#### Problem requirements
Below are records; copy every line in them that holds the word "RepoResult".

#### Items from a data source

::::::::

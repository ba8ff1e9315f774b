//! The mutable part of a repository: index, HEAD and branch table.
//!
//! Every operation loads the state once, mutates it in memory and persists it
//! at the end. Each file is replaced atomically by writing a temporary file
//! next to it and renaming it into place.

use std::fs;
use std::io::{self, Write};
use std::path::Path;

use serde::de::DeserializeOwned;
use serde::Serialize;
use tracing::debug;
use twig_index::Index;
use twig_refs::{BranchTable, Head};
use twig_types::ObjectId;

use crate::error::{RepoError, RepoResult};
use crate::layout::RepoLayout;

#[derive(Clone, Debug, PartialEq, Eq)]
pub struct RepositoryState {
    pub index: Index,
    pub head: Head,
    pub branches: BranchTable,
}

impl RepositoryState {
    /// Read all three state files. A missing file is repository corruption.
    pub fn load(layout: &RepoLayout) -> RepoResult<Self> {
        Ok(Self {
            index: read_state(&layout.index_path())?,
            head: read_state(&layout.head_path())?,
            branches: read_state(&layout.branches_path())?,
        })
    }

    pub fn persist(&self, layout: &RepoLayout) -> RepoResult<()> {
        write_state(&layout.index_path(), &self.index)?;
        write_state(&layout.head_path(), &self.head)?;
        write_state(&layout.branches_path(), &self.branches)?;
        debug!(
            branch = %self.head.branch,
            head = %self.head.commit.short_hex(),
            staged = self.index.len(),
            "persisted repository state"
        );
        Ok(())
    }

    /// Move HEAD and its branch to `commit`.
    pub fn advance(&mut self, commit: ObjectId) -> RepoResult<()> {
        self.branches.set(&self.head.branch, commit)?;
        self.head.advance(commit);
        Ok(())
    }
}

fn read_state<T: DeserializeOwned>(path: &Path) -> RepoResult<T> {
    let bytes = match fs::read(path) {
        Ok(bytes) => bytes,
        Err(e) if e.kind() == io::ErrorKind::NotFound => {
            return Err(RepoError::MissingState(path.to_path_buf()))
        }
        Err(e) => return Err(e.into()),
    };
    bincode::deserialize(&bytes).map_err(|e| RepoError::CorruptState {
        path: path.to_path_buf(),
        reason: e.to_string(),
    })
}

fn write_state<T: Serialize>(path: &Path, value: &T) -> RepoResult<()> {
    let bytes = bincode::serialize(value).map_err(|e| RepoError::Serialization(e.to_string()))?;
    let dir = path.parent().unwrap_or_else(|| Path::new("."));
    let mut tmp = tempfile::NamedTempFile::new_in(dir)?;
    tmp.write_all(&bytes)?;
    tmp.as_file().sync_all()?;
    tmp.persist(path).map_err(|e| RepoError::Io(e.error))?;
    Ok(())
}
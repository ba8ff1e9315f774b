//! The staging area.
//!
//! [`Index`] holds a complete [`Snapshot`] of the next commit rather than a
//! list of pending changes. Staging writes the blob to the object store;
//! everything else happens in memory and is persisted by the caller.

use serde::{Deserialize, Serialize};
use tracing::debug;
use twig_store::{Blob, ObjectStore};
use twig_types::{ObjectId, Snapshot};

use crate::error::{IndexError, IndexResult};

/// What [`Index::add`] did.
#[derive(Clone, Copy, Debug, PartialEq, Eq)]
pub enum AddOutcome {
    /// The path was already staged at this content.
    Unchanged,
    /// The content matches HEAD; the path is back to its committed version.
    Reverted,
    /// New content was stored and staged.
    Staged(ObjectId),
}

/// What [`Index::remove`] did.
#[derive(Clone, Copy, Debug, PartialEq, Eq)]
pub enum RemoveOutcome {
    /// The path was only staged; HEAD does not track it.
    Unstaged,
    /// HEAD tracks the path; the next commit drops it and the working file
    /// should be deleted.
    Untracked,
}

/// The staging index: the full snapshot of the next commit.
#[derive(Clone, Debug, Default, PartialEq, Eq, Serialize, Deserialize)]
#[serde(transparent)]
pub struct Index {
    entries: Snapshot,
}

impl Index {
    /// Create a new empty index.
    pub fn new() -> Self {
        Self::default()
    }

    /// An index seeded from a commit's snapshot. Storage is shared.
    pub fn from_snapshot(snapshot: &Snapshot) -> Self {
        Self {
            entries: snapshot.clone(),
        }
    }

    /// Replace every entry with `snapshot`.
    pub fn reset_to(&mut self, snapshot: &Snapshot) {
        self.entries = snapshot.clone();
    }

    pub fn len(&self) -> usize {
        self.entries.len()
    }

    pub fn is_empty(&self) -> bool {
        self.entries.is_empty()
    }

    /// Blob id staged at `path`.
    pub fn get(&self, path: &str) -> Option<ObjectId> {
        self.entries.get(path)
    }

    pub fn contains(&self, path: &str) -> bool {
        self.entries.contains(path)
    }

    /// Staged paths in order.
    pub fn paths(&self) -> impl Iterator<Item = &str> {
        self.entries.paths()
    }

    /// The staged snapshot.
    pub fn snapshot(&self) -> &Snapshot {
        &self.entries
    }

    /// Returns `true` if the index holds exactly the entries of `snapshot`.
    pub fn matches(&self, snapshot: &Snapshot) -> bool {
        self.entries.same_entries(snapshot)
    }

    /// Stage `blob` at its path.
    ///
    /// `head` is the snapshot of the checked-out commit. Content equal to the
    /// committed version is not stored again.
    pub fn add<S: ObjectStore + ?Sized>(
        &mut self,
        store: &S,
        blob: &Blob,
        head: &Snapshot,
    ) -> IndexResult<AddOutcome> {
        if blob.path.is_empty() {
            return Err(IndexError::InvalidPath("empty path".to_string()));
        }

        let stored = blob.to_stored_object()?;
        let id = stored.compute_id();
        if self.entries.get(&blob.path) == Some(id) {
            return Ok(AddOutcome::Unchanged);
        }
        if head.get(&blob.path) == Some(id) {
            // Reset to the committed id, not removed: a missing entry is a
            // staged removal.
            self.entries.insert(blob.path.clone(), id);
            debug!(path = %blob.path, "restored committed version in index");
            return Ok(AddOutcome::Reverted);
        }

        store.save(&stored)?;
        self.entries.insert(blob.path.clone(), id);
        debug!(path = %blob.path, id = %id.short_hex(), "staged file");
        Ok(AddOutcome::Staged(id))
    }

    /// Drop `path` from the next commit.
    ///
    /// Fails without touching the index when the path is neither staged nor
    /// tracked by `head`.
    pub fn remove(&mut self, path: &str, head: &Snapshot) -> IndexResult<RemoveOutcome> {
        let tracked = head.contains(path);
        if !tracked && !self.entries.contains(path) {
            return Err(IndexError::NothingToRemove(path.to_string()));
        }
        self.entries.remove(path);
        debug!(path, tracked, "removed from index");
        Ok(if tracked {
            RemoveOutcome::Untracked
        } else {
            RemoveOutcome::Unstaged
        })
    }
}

::::::::

#### Worked solution
use crate::error::{RepoError, RepoResult};
    pub fn load(layout: &RepoLayout) -> RepoResult<Self> {
    pub fn persist(&self, layout: &RepoLayout) -> RepoResult<()> {
    pub fn advance(&mut self, commit: ObjectId) -> RepoResult<()> {
fn read_state<T: DeserializeOwned>(path: &Path) -> RepoResult<T> {
fn write_state<T: Serialize>(path: &Path, value: &T) -> RepoResult<()> {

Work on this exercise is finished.